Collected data
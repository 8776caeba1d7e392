//! Fixed-size record encoding for journal slots
//!
//! Every record is bincode-encoded into a zero-padded buffer of the slot's
//! exact size; `bincode::deserialize` only consumes as many bytes as the
//! value needs, so the trailing zero padding is never touched on decode.
//! This mirrors how `enumerate::continuation::ContinuationToken` already
//! round-trips itself through bincode elsewhere in the engine.

use crate::error::{DmError, Result};
use crate::location::TransferLocation;
use crate::progress::ProgressSnapshot;
use crate::transfer::{JobStatus, SingleObjectCheckpoint, TransferMethod};
use serde::{de::DeserializeOwned, Deserialize, Serialize};

/// Everything needed to resume one single-object transfer, as persisted in
/// the base-transfer area or in a `singleTransfer` chunk.
#[derive(Debug, Clone, Serialize, Deserialize)]
pub struct TransferRecord {
    pub source: TransferLocation,
    pub destination: TransferLocation,
    pub method: TransferMethod,
    pub status: JobStatus,
    pub copy_id: Option<String>,
    pub checkpoint: SingleObjectCheckpoint,
}

/// A still-listing sub-directory, as persisted in an `ongoingSubDir` chunk.
/// Its continuation token lives in the chunk's fixed token area, not inline
/// here, so re-listing a partially-enumerated directory can resume the
/// `list_blobs_segmented`/`read_dir` cursor directly.
#[derive(Debug, Clone, Serialize, Deserialize)]
pub struct OngoingSubDirRecord {
    pub relative_path: String,
    pub dest_relative_path: String,
}

/// One entry of the `subDirRelpath` list: a relative path discovered during
/// enumeration but not yet promoted to an `ongoingSubDir`/`singleTransfer`
/// record.
#[derive(Debug, Clone, Serialize, Deserialize)]
pub struct SubDirRelpathRecord {
    pub relative_path: String,
}

/// Encode `value` into a zero-padded buffer of exactly `len` bytes.
pub fn encode_fixed(value: &impl Serialize, len: usize) -> Result<Vec<u8>> {
    let bytes = bincode::serialize(value)
        .map_err(|e| DmError::JournalCorrupt(format!("failed to encode record: {e}")))?;
    if bytes.len() > len {
        return Err(DmError::JournalCorrupt(format!(
            "record of {} bytes exceeds {len}-byte slot",
            bytes.len()
        )));
    }
    let mut buf = vec![0u8; len];
    buf[..bytes.len()].copy_from_slice(&bytes);
    Ok(buf)
}

/// Decode a value previously written by `encode_fixed`. Returns `None` if
/// the slot is all zero bytes (never written / freed).
pub fn decode_fixed<T: DeserializeOwned>(buf: &[u8]) -> Result<Option<T>> {
    if buf.iter().all(|b| *b == 0) {
        return Ok(None);
    }
    bincode::deserialize(buf)
        .map(Some)
        .map_err(|e| DmError::JournalCorrupt(format!("failed to decode record: {e}")))
}

#[cfg(test)]
mod tests {
    use super::*;

    #[test]
    fn fixed_round_trip() {
        let record = SubDirRelpathRecord {
            relative_path: "a/b/c".to_string(),
        };
        let buf = encode_fixed(&record, 256).unwrap();
        assert_eq!(buf.len(), 256);
        let decoded: SubDirRelpathRecord = decode_fixed(&buf).unwrap().unwrap();
        assert_eq!(decoded.relative_path, "a/b/c");
    }

    #[test]
    fn all_zero_slot_decodes_to_none() {
        let buf = vec![0u8; 256];
        let decoded: Option<SubDirRelpathRecord> = decode_fixed(&buf).unwrap();
        assert!(decoded.is_none());
    }

    #[test]
    fn oversized_record_is_rejected() {
        let record = SubDirRelpathRecord {
            relative_path: "x".repeat(300),
        };
        let err = encode_fixed(&record, 64).unwrap_err();
        assert!(matches!(err, DmError::JournalCorrupt(_)));
    }
}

● **Instructions to follow**
Each line above that contains the word "chunk" should be counted, and only the total given.

● **Written answer**
3